Chilean President Sebastian Pinera on Tuesday was impeached by the lower house of the Chilean Congress, setting up a trial in the nation’s Senate over whether to remove him due to allegations he favored the sale of a family property while in office.
The vote to accept the charges got the bare minimum of 78 votes needed in the 155-member Chamber of Deputies and followed a marathon 20-hour session.
Sixty-seven legislators voted against the “constitutional accusation,” including several members of the opposition.
Photo: Reuters
Others abstained or were absent.
A Senate trial follows impeachment and Pinera is unlikely to be removed by the 43-member upper house, where the opposition has only 24 of the 29 votes needed to oust a president.
The Senate deliberations on his fate are to occur in the heat of an election campaign to replace him.
The first round of general elections is set for Nov. 21 and Pinera’s term ends on March 11.
Chile does not permit presidential re-election to consecutive terms.
The accusation stems from publication of the so-called Pandora Papers, which revealed offshore financial dealings of prominent figures around the world, including Pinera, one of Chile’s wealthiest people.
The leaked documents said that one of Pinera’s sons used offshore companies in the British Virgin Islands for sale of the Dominga mining project, which his family co-owned.
The final payment on the mine’s sale in 2011 hinged on the government declining to declare its location in north-central Chile a nature preserve.
The government, by that time headed by Pinera, did not do so, despite appeals from environmentalists.
However, subsequent governments also did not.
When investigators looked into the case a few years later, Pinera said that he had not been involved in managing the companies and had not even realized the connection with Dominga.

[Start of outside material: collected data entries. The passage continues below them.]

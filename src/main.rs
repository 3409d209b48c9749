//! Tactful CLI entrypoint for rewriting feedback.

use std::io::{self, Write};
use std::process::ExitCode;

use ortho_config::OrthoConfig;
use tactful::{OperationMode, RewriteError, TactfulConfig};
use tracing_subscriber::EnvFilter;

mod cli;

const LOG_ENV_VAR: &str = "TACTFUL_LOG";
const DEFAULT_LOG_FILTER: &str = "warn";

fn main() -> ExitCode {
    init_tracing();

    match run() {
        Ok(()) => ExitCode::SUCCESS,
        Err(error) => {
            if writeln!(io::stderr().lock(), "{error}").is_err() {
                return ExitCode::FAILURE;
            }
            ExitCode::FAILURE
        }
    }
}

fn run() -> Result<(), RewriteError> {
    let config = load_config()?;
    config.validate()?;

    match config.operation_mode() {
        OperationMode::SingleRewrite => cli::rewrite::run(&config),
        OperationMode::BatchRewrite => cli::batch::run(&config),
        OperationMode::MissingInput => Err(RewriteError::EmptyInput),
    }
}

/// Loads configuration from CLI, environment, and files.
///
/// # Errors
///
/// Returns [`RewriteError::Configuration`] when ortho-config fails to parse
/// arguments or load configuration files.
fn load_config() -> Result<TactfulConfig, RewriteError> {
    TactfulConfig::load().map_err(|error| RewriteError::Configuration {
        message: error.to_string(),
    })
}

/// Installs the stderr log subscriber, filtered by `TACTFUL_LOG`.
fn init_tracing() {
    let filter = EnvFilter::try_from_env(LOG_ENV_VAR)
        .unwrap_or_else(|_| EnvFilter::new(DEFAULT_LOG_FILTER));
    tracing_subscriber::fmt()
        .with_env_filter(filter)
        .with_writer(io::stderr)
        .with_target(false)
        .init();
}
//! Tactful library crate for rewriting raw feedback in a chosen tone.
//!
//! The library builds a tone- and language-specific prompt, sends it to an
//! ordered list of candidate models behind an OpenAI-compatible chat
//! completions API, and falls back to a deterministic local enhancement when
//! every candidate fails. Completed rewrites can be kept in a session history
//! and exported as Markdown, JSON Lines, or through a custom template.

pub mod config;
pub mod error;
pub mod export;
pub mod history;
pub mod rewrite;
pub mod telemetry;

pub use config::{OperationMode, TactfulConfig};
pub use error::RewriteError;
pub use export::ExportFormat;
pub use history::{HistoryEntry, HistoryLog, SessionHistory};
pub use rewrite::{
    CandidateList, ModelCandidate, Presentation, RewritePipeline, RewriteRequest, RewriteResult,
    Tone, present,
};
pub use telemetry::{TelemetryEvent, TelemetrySink};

The president’s office last month said that Pinera’s first term as president, from 2010 to 2014, had not started when the sale was agreed to, that prosecutors and courts decided in 2017 that no crime had been committed and that Pinera had not been involved.
It said that all due taxes were paid in Chile.
Pinera’s holdings are now managed in a blind trust, the statement said.
However, the national prosecutors’ office has said that it is is once again investigating the case.
To get the majority needed for impeachment, Chilean Deputy Jaime Naranjo effectively stalled for 14 hours, reading a series of documents, until Chilean Deputy Giorgio Jackson was allowed to enter the chamber to vote following a mandatory quarantine period after testing positive for COVID-19.
Another deputy voted despite awaiting results of a test for the virus.
He slipped into the building through a side door to avoid health checks.
The minister of the presidency, Juan Jose Ossa, called the impeachment “a political show, a media show.”